#### Assigned task:
Write out the listing below exactly, beginning at its first line and ending with the line that contains "too long: got".

== Segment start ==

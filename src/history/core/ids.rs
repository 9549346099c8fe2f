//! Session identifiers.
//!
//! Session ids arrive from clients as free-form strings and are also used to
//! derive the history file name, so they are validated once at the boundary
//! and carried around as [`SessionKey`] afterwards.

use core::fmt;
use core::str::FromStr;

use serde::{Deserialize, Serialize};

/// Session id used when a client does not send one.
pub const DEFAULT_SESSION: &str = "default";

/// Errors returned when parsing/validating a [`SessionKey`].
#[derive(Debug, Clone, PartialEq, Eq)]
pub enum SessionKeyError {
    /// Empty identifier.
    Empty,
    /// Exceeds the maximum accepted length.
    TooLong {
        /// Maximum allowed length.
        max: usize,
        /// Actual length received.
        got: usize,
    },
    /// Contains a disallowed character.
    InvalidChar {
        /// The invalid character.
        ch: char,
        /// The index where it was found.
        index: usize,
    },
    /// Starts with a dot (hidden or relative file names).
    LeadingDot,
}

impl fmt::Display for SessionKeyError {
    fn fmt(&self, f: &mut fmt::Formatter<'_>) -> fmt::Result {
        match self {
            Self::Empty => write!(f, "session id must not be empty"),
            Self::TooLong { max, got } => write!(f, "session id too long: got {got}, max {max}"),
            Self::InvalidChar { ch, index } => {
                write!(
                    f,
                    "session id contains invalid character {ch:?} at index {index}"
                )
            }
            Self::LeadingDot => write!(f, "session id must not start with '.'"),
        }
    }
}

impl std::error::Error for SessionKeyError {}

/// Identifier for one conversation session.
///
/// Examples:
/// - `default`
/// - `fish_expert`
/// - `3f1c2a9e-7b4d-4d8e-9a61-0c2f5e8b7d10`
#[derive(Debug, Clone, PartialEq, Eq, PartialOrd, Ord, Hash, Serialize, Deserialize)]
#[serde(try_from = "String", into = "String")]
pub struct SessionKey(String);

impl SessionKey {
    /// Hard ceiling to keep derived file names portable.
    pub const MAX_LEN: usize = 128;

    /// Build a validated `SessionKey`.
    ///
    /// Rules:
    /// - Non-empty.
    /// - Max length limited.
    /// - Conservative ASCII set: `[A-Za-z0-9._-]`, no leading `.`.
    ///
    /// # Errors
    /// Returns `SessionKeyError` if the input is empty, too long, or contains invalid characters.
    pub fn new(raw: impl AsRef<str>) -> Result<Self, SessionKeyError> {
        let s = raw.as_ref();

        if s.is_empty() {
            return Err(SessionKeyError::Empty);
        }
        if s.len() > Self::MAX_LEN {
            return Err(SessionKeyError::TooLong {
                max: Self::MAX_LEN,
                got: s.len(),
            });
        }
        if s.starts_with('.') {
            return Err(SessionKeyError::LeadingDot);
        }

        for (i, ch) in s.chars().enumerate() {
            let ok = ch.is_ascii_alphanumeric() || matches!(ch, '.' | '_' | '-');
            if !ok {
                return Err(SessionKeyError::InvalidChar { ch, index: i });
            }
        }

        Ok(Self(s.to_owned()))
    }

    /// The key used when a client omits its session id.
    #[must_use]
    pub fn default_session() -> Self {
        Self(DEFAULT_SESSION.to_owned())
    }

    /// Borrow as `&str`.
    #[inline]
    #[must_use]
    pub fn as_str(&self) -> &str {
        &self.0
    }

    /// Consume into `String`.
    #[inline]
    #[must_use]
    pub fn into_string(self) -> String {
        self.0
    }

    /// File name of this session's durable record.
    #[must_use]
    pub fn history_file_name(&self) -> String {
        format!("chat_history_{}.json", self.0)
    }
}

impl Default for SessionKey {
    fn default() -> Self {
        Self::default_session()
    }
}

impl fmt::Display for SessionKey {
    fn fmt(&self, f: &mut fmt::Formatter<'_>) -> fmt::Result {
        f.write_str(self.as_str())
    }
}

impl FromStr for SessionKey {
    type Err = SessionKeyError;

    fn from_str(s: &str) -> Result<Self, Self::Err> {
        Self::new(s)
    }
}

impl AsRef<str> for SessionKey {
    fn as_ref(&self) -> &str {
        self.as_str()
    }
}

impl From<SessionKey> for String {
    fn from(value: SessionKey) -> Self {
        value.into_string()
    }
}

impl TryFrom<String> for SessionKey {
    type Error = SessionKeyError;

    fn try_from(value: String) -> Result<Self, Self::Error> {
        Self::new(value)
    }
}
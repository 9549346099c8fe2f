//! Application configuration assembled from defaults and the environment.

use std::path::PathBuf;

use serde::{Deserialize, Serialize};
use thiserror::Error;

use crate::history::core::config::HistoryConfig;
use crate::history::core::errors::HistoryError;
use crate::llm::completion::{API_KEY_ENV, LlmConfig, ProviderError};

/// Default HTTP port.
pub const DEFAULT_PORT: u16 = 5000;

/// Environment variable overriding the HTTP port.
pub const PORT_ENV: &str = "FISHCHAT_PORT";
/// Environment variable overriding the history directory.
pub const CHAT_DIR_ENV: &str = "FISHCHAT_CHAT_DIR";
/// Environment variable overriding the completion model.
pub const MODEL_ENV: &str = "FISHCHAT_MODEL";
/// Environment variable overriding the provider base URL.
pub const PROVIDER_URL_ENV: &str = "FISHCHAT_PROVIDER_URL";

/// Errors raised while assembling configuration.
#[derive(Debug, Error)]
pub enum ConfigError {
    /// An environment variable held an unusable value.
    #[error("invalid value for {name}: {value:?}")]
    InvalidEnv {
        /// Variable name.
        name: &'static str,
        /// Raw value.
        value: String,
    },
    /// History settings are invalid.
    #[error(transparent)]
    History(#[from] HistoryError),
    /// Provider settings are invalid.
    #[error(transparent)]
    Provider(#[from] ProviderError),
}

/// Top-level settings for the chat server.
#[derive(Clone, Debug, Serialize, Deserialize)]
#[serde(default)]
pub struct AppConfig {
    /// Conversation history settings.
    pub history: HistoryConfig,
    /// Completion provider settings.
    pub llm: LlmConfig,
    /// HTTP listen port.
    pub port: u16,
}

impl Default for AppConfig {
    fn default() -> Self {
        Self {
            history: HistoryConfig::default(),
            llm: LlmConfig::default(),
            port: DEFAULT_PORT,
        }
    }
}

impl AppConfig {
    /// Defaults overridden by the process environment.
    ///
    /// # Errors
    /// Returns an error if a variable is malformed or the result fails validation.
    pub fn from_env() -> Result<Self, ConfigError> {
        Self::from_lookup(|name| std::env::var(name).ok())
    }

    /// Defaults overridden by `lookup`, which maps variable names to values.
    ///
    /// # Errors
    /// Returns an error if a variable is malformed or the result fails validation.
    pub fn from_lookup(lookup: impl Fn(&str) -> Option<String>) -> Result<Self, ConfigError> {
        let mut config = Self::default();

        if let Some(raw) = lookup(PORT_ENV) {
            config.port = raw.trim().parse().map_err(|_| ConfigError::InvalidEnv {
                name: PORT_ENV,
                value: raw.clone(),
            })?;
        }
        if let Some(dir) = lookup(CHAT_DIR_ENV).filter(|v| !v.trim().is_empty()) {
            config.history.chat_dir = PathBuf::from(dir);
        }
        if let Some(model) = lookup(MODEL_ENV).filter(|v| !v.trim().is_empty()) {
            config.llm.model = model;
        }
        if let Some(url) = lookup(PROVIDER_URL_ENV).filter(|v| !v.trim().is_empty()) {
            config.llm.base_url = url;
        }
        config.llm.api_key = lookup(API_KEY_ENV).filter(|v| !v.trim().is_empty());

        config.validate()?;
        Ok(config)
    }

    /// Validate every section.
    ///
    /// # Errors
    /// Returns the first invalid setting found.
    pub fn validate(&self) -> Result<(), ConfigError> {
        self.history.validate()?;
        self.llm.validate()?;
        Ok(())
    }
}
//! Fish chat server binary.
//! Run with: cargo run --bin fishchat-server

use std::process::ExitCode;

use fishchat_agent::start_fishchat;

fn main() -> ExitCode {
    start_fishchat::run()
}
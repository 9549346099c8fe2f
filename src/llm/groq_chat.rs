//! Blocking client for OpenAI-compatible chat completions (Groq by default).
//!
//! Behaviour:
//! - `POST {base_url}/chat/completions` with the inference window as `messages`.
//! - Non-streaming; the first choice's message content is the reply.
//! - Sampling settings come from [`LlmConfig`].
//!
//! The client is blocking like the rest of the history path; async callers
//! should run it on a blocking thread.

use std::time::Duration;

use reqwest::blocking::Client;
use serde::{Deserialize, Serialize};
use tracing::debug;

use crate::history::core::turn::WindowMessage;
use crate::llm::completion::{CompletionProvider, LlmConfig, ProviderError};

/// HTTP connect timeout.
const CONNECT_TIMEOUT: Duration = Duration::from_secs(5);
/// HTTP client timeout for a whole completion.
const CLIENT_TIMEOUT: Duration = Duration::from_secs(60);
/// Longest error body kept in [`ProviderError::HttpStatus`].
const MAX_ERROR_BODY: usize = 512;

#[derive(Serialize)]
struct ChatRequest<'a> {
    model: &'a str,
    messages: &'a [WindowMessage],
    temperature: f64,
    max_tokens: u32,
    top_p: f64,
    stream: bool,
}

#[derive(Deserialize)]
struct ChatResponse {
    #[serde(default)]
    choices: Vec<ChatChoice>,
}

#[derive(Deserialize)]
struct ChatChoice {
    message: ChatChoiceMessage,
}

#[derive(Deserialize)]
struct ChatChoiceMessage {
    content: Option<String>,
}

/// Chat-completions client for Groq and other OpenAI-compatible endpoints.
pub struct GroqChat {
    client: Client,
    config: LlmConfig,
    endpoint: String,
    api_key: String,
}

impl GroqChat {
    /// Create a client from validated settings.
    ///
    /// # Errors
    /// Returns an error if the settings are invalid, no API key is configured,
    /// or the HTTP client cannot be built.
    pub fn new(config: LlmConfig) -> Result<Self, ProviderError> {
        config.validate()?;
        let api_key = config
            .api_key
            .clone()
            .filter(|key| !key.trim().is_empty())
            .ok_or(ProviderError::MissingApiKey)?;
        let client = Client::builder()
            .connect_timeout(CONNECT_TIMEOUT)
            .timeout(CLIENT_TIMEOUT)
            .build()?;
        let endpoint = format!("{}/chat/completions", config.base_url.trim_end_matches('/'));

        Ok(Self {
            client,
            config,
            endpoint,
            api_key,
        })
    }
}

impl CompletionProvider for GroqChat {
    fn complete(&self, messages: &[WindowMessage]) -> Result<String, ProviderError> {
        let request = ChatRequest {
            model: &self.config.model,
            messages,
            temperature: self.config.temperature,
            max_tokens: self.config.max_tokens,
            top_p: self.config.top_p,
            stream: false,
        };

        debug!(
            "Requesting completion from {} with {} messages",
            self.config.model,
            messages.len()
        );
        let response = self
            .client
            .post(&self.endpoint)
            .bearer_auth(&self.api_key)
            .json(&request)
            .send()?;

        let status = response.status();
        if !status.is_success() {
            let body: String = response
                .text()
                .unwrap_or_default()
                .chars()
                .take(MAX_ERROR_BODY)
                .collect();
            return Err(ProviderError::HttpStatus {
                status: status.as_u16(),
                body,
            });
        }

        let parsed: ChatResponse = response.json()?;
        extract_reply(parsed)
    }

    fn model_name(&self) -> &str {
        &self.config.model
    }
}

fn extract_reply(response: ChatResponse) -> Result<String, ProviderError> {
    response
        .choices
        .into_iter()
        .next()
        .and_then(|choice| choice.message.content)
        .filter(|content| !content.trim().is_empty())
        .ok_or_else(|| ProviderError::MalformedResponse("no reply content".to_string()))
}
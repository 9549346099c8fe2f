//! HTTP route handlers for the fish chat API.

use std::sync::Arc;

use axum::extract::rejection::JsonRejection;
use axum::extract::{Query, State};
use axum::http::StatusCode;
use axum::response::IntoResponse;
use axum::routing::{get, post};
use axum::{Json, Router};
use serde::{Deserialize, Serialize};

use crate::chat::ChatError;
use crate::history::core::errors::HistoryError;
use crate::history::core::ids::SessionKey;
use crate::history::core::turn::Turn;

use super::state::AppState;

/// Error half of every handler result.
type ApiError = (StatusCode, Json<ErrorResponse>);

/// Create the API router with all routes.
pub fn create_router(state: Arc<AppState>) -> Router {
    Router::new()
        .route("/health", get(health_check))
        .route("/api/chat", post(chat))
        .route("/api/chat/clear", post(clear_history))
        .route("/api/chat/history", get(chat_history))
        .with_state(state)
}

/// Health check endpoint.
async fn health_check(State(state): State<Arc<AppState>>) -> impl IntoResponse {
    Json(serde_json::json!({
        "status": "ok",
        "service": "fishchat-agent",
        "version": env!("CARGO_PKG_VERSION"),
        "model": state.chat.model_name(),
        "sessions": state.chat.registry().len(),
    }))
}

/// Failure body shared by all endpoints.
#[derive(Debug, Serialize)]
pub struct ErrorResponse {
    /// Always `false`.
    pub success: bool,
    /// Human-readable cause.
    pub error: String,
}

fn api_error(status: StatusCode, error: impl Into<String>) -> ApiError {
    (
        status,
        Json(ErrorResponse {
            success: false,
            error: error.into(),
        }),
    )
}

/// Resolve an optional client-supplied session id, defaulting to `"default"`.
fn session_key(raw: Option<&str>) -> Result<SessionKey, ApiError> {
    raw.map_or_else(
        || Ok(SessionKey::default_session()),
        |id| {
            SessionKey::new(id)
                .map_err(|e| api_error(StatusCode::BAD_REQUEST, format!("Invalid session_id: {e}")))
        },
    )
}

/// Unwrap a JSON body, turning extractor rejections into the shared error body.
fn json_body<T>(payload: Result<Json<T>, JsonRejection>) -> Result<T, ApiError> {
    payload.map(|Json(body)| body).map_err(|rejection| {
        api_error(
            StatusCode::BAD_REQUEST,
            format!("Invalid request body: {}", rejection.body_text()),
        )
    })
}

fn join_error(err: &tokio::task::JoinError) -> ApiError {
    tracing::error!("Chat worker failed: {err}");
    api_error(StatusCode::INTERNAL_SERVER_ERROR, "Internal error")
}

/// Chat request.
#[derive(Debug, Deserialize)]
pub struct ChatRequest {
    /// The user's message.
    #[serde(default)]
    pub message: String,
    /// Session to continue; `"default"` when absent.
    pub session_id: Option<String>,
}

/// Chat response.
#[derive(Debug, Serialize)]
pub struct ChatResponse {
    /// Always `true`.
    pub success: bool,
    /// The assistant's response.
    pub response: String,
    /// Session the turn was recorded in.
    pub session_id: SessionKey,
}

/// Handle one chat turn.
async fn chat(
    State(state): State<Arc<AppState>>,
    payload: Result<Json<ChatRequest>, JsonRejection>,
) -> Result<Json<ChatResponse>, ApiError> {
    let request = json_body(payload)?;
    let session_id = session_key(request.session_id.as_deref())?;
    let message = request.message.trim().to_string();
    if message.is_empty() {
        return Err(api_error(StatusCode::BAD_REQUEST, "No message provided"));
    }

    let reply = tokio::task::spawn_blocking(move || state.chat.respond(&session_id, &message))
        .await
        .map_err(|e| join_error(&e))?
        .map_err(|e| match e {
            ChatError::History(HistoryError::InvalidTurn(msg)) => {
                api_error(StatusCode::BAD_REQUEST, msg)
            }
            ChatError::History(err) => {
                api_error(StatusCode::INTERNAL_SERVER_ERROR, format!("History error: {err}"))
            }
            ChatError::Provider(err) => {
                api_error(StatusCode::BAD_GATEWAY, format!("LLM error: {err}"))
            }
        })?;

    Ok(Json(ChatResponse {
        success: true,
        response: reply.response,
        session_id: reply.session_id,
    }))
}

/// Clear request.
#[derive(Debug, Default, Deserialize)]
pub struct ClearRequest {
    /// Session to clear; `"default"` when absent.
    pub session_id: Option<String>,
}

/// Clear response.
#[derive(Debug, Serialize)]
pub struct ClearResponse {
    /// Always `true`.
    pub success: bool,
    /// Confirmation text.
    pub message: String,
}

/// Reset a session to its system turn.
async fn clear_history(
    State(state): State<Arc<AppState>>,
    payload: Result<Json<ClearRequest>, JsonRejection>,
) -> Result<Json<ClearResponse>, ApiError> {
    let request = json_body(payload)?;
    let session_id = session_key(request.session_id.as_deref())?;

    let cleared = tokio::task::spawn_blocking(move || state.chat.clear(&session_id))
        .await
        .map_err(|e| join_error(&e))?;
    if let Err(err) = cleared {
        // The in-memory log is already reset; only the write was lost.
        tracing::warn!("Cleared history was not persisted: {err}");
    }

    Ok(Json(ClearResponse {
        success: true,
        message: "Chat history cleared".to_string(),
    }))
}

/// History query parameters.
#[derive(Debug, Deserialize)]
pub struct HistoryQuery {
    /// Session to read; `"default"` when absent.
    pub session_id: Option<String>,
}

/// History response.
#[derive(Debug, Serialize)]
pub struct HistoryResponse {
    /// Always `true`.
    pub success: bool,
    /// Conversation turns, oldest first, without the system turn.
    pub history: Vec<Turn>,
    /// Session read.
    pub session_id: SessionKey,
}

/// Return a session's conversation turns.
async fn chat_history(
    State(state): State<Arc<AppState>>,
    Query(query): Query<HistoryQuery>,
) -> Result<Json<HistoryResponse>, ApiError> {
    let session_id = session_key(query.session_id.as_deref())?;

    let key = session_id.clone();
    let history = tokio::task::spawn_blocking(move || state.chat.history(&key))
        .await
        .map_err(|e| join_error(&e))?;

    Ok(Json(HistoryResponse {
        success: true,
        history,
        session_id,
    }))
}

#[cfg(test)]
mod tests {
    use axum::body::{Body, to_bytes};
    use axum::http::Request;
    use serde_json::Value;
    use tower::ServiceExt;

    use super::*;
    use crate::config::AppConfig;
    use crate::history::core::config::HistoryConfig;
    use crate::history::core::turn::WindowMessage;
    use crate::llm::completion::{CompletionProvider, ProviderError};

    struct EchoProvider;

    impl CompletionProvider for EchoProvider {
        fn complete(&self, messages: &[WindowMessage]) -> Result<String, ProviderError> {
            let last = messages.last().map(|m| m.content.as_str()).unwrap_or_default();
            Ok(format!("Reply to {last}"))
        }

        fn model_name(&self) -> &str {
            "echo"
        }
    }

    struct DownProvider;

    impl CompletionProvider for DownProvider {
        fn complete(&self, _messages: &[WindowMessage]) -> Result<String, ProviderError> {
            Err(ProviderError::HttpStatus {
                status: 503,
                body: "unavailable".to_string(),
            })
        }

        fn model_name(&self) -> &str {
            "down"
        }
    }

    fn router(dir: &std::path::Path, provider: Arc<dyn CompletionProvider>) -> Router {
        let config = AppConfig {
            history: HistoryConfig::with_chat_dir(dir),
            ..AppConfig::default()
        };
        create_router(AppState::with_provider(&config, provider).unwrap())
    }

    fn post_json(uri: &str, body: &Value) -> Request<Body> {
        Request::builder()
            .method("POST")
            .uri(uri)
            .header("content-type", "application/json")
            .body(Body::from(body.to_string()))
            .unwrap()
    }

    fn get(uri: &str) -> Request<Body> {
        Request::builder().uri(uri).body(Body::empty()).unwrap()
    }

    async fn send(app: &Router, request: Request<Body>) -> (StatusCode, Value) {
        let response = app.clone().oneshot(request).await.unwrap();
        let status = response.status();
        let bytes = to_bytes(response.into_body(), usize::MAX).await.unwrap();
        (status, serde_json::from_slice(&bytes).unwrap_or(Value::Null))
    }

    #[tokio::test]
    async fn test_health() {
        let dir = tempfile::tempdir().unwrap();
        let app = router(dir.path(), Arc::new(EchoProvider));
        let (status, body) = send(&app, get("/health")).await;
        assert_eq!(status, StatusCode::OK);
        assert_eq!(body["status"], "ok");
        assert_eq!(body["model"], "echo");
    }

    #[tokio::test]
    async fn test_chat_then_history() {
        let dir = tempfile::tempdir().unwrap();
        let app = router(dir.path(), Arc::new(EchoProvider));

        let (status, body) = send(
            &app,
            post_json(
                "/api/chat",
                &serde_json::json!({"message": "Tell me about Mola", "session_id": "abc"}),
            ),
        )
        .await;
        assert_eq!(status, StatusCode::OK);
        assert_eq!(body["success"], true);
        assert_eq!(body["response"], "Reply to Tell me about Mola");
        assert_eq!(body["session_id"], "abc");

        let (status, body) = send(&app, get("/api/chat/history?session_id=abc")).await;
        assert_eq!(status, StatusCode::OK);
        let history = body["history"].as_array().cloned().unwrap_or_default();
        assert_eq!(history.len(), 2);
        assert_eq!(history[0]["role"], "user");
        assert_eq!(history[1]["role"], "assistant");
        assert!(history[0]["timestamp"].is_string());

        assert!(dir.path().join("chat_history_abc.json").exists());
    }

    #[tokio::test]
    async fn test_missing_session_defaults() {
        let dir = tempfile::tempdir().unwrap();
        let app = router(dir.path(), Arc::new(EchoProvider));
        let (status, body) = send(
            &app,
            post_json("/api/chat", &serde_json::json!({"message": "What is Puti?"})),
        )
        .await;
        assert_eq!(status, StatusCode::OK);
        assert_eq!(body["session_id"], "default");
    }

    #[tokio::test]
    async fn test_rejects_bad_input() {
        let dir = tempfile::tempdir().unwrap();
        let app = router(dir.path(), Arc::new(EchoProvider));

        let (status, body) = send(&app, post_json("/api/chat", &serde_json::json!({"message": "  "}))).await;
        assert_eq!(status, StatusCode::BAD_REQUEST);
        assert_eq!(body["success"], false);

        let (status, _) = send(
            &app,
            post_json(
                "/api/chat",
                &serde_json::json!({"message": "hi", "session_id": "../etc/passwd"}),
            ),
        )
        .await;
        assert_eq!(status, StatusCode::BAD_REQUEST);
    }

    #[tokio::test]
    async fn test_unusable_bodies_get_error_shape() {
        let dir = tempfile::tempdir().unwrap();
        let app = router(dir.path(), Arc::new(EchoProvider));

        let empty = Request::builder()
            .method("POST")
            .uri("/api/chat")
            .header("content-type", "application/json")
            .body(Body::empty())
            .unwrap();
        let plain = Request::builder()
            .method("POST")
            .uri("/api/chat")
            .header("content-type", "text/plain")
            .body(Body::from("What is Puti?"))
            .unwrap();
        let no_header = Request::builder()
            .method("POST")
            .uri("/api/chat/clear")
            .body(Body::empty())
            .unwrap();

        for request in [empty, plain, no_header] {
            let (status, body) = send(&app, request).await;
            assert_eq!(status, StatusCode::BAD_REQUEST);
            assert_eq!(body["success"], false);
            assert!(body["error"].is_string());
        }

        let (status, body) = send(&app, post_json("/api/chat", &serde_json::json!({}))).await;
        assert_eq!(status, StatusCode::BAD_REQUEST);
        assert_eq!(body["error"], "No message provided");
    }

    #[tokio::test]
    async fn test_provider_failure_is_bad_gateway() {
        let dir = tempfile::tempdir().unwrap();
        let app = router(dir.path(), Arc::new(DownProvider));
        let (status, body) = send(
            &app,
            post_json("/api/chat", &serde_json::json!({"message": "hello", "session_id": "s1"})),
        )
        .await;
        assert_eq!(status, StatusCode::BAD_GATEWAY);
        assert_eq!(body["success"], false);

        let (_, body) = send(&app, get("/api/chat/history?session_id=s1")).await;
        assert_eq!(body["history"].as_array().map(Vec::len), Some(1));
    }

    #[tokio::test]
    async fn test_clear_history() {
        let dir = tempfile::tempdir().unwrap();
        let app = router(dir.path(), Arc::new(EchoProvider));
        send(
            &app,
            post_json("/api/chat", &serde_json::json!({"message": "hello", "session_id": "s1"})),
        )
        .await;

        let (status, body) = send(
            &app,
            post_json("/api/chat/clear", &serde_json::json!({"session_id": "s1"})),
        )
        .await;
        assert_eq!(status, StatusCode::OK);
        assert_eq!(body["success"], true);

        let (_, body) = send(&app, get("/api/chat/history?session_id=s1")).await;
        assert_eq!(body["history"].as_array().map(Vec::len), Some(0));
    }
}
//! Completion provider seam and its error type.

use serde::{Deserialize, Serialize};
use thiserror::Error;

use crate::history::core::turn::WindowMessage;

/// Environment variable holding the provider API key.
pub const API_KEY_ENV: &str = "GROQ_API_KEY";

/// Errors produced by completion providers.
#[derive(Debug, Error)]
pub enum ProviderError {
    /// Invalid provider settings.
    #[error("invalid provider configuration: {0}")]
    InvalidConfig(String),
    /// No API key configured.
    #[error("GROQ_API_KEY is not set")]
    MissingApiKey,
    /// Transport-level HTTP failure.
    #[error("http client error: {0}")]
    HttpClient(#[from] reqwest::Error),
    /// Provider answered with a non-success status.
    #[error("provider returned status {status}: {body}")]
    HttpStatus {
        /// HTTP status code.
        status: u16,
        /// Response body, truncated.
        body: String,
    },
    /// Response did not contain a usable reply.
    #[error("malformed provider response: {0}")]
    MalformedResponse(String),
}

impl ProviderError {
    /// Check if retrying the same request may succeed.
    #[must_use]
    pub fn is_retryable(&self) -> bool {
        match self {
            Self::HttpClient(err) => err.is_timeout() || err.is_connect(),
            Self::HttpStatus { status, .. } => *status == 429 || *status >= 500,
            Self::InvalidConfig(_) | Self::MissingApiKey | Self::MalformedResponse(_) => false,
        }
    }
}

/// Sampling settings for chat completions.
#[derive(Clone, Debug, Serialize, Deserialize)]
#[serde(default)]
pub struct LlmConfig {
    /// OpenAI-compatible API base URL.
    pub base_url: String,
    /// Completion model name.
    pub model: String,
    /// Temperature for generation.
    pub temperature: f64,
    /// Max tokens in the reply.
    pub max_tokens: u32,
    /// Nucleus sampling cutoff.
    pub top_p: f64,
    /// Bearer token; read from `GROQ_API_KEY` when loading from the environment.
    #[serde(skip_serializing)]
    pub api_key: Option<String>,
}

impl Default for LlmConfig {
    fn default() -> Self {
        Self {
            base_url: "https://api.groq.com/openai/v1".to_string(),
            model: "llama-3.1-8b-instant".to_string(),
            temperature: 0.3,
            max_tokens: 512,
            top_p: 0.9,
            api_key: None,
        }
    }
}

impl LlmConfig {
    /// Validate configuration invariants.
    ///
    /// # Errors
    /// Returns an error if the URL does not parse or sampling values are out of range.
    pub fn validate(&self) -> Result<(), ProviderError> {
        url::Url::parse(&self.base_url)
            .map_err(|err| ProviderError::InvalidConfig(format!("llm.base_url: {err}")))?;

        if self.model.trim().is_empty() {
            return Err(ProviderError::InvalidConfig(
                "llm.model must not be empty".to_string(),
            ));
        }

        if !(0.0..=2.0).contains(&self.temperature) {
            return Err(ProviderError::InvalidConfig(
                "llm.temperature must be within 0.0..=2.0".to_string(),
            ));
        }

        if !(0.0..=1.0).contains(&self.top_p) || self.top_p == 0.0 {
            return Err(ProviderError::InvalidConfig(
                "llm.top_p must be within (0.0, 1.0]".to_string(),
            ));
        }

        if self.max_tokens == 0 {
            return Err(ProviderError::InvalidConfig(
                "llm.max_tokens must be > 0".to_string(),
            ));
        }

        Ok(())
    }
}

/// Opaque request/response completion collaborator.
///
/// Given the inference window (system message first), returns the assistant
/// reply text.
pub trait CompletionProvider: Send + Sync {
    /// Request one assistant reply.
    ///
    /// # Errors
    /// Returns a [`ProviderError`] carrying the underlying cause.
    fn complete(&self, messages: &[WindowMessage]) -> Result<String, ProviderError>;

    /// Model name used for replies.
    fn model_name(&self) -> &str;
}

== Segment end ==

#### Response to this exercise:
filename src/history/core/ids.rs
repository 9549346099c8fe2f
//! Session identifiers.
//!
//! Session ids arrive from clients as free-form strings and are also used to
//! derive the history file name, so they are validated once at the boundary
//! and carried around as [`SessionKey`] afterwards.

use core::fmt;
use core::str::FromStr;

use serde::{Deserialize, Serialize};

/// Session id used when a client does not send one.
pub const DEFAULT_SESSION: &str = "default";

/// Errors returned when parsing/validating a [`SessionKey`].
#[derive(Debug, Clone, PartialEq, Eq)]
pub enum SessionKeyError {
    /// Empty identifier.
    Empty,
    /// Exceeds the maximum accepted length.
    TooLong {
        /// Maximum allowed length.
        max: usize,
        /// Actual length received.
        got: usize,
    },
    /// Contains a disallowed character.
    InvalidChar {
        /// The invalid character.
        ch: char,
        /// The index where it was found.
        index: usize,
    },
    /// Starts with a dot (hidden or relative file names).
    LeadingDot,
}

impl fmt::Display for SessionKeyError {
    fn fmt(&self, f: &mut fmt::Formatter<'_>) -> fmt::Result {
        match self {
            Self::Empty => write!(f, "session id must not be empty"),
            Self::TooLong { max, got } => write!(f, "session id too long: got {got}, max {max}"),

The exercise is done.